__ABOUT THIS TASK__: Please repeat the lines below exactly. Begin with the line containing "self.language_model = Some(language_model);" and go on through the line containing "let spectrogram = self.spectrogram(example)?;".

━━━ WORKING DATA

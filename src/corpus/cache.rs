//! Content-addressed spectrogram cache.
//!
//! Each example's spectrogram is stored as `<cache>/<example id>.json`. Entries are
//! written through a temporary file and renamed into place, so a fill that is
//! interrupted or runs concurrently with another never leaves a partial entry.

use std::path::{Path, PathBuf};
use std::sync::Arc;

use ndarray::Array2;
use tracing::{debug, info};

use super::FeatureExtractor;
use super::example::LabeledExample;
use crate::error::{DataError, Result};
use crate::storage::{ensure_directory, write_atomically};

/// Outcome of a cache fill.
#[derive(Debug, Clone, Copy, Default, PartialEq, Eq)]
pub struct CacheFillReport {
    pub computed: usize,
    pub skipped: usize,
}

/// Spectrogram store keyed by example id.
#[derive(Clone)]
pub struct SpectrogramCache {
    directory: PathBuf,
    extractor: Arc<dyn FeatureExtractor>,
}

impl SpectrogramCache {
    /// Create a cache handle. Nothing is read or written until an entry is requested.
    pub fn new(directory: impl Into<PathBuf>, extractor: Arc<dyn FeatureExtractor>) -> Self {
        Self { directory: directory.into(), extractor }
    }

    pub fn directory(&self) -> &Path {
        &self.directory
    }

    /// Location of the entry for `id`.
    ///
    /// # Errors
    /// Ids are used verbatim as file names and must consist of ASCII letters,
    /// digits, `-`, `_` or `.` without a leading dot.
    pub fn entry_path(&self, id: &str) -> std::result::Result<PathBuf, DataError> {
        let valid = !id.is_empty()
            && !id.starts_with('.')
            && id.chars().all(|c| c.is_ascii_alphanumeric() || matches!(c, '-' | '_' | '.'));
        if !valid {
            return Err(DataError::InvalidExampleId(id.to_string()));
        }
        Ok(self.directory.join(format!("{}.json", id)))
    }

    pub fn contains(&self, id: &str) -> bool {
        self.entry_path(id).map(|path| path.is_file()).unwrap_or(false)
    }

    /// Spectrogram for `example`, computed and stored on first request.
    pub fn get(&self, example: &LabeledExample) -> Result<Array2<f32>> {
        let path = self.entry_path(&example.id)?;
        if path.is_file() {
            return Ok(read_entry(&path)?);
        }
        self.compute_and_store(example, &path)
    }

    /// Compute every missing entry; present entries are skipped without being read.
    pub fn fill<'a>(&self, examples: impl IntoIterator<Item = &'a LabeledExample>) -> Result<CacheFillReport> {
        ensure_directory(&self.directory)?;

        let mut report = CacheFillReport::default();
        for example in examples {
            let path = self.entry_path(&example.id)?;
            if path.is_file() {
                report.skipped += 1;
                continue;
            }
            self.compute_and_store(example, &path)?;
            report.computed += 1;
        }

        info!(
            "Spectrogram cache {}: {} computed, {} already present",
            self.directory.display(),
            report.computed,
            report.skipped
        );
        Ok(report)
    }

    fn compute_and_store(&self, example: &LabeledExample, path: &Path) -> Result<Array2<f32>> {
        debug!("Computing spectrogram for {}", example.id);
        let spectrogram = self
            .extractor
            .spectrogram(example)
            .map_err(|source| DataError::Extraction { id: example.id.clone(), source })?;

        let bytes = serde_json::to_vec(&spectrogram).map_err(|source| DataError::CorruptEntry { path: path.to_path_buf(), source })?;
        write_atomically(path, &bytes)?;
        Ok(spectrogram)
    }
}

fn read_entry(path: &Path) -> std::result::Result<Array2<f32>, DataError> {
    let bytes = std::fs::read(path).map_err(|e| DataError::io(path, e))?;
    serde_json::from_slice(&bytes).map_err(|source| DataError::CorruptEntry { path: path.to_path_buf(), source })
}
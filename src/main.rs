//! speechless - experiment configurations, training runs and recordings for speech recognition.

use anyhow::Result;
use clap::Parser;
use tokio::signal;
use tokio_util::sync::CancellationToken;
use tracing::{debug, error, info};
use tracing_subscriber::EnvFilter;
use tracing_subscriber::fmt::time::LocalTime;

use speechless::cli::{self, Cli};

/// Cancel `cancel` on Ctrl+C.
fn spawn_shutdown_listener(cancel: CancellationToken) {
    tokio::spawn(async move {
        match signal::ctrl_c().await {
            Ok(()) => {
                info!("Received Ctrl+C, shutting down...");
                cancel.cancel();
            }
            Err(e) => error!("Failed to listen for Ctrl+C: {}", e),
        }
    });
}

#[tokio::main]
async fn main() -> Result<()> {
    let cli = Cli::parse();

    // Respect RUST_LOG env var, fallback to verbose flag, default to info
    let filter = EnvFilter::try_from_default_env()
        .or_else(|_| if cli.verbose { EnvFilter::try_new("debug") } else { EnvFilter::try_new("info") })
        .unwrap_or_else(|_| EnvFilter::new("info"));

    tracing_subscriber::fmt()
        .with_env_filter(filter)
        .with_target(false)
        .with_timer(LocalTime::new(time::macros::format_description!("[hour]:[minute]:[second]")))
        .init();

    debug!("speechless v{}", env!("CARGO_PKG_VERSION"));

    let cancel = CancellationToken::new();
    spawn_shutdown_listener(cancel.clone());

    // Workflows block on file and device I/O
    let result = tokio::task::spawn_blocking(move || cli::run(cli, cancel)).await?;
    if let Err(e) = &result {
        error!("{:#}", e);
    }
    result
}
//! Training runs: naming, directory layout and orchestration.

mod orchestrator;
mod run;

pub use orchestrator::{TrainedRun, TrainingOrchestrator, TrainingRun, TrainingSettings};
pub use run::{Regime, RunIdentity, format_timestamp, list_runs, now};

━━━━━━
━━━ WORKING DATA

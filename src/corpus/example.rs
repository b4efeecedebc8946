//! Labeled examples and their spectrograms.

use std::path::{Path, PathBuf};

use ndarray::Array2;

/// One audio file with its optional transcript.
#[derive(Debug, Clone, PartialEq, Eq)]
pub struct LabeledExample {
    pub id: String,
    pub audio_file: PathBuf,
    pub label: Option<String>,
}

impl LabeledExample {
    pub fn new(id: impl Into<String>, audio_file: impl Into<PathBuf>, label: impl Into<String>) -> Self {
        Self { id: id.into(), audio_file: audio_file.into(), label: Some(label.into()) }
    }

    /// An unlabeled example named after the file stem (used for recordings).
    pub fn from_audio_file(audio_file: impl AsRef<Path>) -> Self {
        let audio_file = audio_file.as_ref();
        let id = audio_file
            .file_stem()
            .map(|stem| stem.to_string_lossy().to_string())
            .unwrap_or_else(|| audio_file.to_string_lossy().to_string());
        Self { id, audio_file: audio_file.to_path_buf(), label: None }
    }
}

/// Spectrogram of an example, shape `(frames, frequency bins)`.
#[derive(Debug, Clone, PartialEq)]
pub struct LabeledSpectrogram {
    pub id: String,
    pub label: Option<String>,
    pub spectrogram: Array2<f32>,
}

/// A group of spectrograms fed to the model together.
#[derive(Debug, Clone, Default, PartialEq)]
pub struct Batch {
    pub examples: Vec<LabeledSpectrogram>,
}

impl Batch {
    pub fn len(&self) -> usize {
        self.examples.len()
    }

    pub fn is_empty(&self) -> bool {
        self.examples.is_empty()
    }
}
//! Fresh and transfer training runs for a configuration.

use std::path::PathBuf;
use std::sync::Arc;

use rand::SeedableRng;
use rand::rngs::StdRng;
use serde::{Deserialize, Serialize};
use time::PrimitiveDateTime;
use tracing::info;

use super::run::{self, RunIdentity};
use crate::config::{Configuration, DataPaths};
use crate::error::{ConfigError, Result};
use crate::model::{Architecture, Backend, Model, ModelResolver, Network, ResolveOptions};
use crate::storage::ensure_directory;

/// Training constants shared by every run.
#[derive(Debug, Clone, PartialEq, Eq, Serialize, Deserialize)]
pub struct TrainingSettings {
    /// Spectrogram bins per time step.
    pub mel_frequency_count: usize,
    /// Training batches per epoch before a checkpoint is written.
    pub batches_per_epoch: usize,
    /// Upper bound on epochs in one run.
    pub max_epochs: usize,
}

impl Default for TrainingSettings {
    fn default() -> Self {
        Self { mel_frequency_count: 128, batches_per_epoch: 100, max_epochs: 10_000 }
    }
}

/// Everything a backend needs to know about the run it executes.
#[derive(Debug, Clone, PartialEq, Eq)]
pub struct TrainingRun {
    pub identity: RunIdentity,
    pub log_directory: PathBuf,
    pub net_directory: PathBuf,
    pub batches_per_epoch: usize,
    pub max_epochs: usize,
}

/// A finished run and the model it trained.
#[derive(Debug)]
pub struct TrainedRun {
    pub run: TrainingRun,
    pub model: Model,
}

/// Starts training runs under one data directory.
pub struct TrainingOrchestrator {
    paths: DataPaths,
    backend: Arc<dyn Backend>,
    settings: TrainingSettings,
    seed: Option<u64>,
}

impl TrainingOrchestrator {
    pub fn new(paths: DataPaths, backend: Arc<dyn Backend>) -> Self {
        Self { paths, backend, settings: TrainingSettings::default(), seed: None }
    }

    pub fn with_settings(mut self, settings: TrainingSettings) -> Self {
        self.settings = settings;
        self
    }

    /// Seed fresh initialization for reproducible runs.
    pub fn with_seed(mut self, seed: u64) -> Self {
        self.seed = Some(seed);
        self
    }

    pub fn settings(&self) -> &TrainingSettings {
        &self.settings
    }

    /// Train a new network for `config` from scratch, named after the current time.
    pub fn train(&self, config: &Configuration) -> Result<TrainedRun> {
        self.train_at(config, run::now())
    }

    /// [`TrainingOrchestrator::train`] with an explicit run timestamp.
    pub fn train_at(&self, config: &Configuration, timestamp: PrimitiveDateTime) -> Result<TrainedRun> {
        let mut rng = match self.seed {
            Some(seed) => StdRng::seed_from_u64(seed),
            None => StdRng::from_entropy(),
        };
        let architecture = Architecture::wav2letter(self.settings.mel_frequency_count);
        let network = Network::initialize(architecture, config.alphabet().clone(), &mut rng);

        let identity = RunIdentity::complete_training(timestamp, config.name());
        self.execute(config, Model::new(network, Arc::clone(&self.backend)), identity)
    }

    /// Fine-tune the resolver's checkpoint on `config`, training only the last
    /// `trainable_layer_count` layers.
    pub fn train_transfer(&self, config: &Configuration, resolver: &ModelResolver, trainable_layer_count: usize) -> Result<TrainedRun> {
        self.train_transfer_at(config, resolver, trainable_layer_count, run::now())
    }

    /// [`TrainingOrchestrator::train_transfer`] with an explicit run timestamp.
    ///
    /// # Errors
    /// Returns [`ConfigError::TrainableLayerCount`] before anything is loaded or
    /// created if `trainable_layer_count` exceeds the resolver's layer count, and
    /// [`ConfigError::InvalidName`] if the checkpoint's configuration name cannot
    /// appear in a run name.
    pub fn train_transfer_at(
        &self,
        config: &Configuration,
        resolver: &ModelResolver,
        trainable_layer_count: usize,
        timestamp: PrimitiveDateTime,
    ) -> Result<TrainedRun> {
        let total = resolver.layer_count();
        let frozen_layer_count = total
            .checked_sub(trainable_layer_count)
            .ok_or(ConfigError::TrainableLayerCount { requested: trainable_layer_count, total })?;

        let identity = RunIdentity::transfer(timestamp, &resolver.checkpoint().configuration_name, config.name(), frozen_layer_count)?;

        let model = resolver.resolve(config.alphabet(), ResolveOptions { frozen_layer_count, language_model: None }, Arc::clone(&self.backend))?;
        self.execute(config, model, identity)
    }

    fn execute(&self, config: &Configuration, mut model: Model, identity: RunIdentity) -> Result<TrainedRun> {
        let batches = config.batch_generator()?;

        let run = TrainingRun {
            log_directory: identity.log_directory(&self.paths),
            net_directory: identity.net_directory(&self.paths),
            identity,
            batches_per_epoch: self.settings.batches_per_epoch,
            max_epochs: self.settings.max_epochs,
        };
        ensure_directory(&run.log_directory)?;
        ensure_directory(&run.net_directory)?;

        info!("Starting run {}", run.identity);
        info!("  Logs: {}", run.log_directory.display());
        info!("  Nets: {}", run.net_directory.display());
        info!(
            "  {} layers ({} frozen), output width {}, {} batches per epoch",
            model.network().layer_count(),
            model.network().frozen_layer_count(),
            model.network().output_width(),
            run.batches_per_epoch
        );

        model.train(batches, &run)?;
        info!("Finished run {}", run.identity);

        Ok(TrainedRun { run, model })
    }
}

━━━━━━
━━━ WORKING DATA

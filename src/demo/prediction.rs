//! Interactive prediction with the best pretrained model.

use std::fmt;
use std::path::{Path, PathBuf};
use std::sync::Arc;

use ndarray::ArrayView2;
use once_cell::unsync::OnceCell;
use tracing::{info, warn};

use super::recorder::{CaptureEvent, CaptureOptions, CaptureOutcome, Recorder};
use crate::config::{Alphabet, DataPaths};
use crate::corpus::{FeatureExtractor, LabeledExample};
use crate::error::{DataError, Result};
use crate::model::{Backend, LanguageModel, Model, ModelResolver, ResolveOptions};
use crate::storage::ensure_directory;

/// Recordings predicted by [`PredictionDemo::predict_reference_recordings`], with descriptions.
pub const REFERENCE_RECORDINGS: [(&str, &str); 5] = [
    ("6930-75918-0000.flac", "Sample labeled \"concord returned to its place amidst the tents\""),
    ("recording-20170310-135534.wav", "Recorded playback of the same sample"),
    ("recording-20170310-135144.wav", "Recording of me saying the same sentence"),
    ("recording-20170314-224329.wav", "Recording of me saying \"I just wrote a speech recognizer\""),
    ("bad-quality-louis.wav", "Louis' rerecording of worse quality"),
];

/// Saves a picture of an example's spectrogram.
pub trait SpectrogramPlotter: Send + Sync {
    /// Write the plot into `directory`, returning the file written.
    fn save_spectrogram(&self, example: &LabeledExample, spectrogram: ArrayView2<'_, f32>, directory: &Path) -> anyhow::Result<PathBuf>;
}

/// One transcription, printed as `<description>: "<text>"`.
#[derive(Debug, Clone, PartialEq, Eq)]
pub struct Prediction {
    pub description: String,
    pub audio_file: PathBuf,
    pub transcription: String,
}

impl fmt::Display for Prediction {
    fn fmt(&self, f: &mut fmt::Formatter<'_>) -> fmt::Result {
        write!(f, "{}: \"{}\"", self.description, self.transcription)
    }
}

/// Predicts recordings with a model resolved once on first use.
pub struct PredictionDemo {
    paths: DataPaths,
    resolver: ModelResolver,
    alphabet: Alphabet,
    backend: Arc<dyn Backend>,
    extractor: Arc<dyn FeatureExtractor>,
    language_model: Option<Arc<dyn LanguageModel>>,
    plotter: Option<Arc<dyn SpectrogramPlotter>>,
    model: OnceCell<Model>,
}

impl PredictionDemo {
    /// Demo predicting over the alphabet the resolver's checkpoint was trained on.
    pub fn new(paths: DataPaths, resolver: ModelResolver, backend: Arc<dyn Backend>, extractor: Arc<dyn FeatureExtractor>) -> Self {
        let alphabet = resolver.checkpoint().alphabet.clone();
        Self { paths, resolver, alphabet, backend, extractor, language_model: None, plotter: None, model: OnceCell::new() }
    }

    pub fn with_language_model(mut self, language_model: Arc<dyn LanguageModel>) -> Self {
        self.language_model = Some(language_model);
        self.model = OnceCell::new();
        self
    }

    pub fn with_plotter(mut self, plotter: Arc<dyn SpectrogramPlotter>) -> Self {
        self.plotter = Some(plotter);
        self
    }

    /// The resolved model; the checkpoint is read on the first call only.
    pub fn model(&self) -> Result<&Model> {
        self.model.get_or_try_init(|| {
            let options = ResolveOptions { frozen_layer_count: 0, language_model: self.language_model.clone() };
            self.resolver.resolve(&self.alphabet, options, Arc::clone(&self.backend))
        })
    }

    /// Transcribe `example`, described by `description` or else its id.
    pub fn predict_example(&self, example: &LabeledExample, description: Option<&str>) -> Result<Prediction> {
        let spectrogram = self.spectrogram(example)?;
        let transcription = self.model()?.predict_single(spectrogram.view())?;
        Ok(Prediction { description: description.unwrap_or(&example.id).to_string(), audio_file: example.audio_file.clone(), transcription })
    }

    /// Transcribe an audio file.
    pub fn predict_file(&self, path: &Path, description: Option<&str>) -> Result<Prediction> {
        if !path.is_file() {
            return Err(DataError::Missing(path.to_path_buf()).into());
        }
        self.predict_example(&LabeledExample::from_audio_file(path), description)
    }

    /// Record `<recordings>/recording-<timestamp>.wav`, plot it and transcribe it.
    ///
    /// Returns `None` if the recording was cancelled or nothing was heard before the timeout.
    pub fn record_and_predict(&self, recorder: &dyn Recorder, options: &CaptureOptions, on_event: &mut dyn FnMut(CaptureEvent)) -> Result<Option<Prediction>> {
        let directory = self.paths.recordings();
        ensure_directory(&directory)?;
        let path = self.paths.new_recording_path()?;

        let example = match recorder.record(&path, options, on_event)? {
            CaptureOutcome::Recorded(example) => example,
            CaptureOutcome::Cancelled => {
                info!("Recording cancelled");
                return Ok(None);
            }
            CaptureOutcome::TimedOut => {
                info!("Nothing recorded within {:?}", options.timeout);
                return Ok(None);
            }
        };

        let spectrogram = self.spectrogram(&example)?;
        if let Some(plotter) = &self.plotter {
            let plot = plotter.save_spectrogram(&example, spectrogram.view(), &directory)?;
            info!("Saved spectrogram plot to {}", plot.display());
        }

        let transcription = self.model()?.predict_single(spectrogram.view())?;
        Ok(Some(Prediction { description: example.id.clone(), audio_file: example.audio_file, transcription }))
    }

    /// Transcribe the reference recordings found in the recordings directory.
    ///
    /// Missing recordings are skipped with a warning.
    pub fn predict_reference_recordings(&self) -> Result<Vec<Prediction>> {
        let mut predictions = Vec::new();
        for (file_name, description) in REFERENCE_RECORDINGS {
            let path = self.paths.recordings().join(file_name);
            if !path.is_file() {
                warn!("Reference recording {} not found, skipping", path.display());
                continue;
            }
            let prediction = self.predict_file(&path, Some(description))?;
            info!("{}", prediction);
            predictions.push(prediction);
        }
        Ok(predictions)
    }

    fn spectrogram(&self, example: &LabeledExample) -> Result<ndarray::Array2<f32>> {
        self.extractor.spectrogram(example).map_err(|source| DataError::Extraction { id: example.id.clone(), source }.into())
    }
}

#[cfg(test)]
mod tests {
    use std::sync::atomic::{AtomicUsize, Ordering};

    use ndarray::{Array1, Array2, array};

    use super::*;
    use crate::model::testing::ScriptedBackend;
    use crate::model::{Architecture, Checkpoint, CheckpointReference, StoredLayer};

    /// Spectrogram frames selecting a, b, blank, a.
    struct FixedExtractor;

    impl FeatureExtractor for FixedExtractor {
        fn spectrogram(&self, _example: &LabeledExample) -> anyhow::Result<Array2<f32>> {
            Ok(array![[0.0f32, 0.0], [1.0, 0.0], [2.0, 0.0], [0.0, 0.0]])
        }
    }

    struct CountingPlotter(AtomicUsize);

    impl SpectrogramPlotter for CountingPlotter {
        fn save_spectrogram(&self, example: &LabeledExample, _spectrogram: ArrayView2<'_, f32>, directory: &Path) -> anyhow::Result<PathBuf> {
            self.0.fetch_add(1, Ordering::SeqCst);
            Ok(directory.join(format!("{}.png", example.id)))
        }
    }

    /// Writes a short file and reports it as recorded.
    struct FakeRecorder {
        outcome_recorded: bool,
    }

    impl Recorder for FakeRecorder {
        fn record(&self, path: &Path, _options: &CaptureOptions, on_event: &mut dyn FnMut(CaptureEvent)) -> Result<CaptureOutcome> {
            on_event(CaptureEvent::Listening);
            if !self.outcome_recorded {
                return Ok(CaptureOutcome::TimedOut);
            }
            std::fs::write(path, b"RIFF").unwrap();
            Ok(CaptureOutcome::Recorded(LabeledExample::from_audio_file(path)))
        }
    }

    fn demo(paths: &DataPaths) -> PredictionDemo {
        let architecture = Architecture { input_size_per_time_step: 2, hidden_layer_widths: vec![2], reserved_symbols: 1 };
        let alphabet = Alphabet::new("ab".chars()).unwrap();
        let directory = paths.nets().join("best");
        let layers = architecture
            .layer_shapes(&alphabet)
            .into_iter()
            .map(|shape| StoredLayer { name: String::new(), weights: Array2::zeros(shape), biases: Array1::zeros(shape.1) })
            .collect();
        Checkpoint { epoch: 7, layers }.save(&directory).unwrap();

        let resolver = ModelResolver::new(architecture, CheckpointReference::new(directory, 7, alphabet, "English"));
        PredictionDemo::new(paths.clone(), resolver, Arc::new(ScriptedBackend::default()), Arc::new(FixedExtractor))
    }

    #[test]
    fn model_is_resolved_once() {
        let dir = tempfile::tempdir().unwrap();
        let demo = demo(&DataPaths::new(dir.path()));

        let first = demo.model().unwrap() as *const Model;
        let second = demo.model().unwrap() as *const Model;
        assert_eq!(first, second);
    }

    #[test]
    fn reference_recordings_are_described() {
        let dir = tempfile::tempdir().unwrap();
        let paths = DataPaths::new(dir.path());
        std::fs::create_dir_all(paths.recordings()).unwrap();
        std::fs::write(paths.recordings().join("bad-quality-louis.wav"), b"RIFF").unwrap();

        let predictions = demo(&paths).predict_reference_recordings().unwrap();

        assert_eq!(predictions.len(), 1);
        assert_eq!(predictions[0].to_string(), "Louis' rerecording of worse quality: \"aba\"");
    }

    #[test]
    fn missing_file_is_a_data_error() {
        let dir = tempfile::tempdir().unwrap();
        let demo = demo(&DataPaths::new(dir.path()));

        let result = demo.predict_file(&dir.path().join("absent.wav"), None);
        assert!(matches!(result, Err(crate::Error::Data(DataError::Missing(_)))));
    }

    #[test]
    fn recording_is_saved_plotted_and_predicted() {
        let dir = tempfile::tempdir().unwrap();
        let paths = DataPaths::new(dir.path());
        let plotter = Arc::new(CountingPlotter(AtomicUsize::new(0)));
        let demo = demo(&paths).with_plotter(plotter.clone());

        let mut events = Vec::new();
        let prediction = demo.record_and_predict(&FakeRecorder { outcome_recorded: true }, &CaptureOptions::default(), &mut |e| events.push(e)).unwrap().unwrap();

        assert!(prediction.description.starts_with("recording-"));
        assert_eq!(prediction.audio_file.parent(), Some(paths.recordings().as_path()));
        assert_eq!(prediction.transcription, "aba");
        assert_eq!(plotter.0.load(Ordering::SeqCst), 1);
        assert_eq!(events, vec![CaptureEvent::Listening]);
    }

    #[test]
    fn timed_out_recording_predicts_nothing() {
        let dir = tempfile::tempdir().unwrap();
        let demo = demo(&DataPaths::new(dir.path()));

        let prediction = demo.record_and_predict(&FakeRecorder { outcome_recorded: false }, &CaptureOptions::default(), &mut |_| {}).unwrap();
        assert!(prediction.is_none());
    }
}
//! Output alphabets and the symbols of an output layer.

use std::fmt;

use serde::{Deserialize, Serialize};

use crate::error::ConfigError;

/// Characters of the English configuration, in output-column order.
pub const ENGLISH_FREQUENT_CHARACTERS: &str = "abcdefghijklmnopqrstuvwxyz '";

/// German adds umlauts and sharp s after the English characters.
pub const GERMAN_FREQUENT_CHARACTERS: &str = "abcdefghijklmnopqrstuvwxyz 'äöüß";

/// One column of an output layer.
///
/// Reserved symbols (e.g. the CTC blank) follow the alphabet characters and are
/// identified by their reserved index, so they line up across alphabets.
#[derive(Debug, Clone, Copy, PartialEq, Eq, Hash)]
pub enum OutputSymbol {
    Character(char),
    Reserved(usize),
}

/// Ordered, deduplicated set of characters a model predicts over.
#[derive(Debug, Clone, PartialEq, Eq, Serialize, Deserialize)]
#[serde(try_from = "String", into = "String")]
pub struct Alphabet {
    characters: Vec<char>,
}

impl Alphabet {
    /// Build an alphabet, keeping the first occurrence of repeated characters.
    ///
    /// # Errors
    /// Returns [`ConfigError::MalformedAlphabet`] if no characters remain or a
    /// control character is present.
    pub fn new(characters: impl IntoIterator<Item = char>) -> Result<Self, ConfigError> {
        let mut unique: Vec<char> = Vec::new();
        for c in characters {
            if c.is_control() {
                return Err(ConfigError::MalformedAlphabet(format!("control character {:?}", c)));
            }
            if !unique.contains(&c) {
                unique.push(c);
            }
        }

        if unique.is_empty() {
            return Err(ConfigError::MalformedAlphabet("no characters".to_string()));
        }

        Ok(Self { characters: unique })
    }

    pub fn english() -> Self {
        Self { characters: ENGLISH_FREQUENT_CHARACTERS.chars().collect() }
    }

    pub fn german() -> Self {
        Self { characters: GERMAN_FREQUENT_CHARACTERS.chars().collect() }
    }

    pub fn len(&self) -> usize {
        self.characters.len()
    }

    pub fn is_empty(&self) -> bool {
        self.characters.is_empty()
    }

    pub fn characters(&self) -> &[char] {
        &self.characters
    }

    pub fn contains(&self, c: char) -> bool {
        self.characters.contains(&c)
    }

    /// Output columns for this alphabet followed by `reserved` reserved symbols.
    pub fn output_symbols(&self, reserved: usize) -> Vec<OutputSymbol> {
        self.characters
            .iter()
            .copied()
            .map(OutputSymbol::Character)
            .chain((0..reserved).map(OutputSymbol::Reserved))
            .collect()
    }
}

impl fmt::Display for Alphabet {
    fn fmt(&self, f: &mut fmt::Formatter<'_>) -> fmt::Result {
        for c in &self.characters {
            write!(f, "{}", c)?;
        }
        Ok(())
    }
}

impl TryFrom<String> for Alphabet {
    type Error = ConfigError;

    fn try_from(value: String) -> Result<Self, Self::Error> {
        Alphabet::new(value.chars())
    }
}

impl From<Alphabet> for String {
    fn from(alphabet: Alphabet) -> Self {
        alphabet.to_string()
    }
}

━━━━━━

__SOLUTION FOR THIS PROBLEM__:
        self.language_model = Some(language_model);
        self.model = OnceCell::new();
        self
    }

    pub fn with_plotter(mut self, plotter: Arc<dyn SpectrogramPlotter>) -> Self {
        self.plotter = Some(plotter);
        self
    }

    /// The resolved model; the checkpoint is read on the first call only.
    pub fn model(&self) -> Result<&Model> {
        self.model.get_or_try_init(|| {
            let options = ResolveOptions { frozen_layer_count: 0, language_model: self.language_model.clone() };
            self.resolver.resolve(&self.alphabet, options, Arc::clone(&self.backend))
        })
    }

    /// Transcribe `example`, described by `description` or else its id.
    pub fn predict_example(&self, example: &LabeledExample, description: Option<&str>) -> Result<Prediction> {
        let spectrogram = self.spectrogram(example)?;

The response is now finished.